MATERIAL TO PROCESS:
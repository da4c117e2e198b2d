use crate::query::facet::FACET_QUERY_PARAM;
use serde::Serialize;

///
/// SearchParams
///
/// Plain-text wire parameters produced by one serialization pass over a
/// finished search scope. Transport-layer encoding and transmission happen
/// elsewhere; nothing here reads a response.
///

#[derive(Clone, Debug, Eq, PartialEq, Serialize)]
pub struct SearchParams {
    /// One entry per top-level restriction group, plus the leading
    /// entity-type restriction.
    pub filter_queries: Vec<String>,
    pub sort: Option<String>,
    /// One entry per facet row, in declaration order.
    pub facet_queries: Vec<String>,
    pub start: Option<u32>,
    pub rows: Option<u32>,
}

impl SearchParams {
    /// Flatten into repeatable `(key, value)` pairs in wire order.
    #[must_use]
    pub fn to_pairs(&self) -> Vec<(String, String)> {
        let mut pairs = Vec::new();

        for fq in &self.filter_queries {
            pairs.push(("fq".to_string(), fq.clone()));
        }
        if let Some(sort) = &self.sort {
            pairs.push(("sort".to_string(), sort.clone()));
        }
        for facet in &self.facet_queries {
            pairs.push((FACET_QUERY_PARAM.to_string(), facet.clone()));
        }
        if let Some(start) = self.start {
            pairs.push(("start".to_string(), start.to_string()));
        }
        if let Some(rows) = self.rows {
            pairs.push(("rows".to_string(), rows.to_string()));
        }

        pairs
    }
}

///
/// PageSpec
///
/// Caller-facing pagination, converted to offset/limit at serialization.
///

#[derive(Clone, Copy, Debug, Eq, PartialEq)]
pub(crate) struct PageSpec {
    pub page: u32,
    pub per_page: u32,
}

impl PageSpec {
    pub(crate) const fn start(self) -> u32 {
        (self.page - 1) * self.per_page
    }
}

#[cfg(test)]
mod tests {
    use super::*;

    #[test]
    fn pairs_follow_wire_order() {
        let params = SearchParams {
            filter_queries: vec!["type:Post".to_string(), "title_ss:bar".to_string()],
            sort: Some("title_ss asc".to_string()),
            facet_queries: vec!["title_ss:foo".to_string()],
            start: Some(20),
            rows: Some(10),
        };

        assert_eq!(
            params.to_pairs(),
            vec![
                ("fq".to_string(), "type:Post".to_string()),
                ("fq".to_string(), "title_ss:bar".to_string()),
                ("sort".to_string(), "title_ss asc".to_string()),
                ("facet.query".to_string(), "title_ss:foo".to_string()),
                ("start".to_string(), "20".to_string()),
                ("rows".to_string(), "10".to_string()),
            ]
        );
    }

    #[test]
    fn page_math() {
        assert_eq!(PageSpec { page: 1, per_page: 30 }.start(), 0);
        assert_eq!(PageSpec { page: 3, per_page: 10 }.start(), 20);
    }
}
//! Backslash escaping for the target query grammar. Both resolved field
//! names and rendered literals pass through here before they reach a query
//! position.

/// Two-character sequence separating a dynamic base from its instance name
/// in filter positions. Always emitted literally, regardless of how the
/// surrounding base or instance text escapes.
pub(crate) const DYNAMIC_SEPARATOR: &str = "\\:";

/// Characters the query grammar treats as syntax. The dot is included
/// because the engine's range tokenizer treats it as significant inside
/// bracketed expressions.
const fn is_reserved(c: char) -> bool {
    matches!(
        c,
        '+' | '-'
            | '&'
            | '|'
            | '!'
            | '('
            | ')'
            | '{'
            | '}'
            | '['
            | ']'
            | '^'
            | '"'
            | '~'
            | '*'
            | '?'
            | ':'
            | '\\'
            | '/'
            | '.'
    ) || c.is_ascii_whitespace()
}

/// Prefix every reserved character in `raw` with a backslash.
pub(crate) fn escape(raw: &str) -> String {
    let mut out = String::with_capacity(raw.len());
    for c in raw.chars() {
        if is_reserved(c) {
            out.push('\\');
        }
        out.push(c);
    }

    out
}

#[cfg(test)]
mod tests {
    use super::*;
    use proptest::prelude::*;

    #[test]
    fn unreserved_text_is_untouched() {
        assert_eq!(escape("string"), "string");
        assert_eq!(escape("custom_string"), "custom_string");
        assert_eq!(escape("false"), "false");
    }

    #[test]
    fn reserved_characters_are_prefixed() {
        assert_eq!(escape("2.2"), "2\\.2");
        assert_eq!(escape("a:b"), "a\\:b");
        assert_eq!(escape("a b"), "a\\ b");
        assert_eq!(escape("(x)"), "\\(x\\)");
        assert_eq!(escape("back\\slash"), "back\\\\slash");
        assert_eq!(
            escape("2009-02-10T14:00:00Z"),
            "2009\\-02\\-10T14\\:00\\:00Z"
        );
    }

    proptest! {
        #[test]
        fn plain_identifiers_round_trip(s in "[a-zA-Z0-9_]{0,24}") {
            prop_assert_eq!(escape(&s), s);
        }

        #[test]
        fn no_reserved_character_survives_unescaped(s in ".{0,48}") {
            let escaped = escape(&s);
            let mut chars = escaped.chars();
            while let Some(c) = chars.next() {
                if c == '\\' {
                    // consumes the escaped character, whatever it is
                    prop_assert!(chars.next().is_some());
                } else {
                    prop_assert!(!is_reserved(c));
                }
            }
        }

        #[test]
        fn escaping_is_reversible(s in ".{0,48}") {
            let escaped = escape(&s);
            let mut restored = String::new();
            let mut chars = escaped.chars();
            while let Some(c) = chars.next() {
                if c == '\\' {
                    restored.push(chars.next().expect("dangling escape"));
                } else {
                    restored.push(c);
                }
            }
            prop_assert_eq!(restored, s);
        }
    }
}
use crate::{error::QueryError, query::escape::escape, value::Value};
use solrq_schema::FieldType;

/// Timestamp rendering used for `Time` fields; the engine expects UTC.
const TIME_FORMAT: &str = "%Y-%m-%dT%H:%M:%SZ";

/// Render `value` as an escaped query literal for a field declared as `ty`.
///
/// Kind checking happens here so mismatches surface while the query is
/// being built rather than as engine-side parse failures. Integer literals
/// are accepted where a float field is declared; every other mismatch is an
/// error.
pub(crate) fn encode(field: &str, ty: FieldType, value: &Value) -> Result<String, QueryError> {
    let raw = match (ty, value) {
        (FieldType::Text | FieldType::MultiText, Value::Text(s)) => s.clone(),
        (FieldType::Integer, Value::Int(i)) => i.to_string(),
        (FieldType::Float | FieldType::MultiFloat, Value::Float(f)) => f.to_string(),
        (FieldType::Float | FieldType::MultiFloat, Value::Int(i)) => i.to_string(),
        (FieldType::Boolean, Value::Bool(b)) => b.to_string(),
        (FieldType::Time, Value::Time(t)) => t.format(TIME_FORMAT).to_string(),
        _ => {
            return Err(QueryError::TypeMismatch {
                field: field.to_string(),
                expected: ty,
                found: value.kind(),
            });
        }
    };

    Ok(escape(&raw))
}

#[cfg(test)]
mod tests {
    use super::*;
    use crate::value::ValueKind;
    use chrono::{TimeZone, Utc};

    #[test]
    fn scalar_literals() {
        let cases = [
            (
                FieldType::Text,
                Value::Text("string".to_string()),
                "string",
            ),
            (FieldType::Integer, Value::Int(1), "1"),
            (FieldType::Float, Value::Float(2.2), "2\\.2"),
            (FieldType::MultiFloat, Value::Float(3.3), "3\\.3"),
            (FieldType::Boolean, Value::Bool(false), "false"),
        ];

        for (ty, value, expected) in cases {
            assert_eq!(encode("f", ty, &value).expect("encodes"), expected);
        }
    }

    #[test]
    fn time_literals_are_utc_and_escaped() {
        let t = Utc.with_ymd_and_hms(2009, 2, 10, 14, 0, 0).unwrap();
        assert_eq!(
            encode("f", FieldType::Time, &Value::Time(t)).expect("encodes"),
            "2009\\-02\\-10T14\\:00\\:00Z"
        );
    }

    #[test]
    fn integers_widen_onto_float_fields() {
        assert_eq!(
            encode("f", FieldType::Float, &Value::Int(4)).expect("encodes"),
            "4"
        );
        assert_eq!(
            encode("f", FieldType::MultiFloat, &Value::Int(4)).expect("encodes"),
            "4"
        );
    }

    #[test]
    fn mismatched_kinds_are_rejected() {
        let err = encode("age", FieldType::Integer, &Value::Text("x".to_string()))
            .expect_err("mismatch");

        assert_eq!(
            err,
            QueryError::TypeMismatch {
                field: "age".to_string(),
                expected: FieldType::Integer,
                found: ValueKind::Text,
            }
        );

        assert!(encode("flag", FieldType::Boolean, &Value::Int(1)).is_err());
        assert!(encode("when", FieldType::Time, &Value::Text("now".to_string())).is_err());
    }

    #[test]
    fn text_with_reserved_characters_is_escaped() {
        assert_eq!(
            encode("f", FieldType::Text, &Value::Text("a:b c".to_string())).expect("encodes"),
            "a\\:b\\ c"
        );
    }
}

WHAT IS REQUIRED: Repeat exactly the lines above from the one with "prop_assert!(!is_reserved(c));" up to and including the one with "the query is". No other line belongs in the reply.

SOLUTION FOR THIS EXERCISE:
                    prop_assert!(!is_reserved(c));
                }
            }
        }

        #[test]
        fn escaping_is_reversible(s in ".{0,48}") {
            let escaped = escape(&s);
            let mut restored = String::new();
            let mut chars = escaped.chars();
            while let Some(c) = chars.next() {
                if c == '\\' {
                    restored.push(chars.next().expect("dangling escape"));
                } else {
                    restored.push(c);
                }
            }
            prop_assert_eq!(restored, s);
        }
    }
}
use crate::{error::QueryError, query::escape::escape, value::Value};
use solrq_schema::FieldType;

/// Timestamp rendering used for `Time` fields; the engine expects UTC.
const TIME_FORMAT: &str = "%Y-%m-%dT%H:%M:%SZ";

/// Render `value` as an escaped query literal for a field declared as `ty`.
///
/// Kind checking happens here so mismatches surface while the query is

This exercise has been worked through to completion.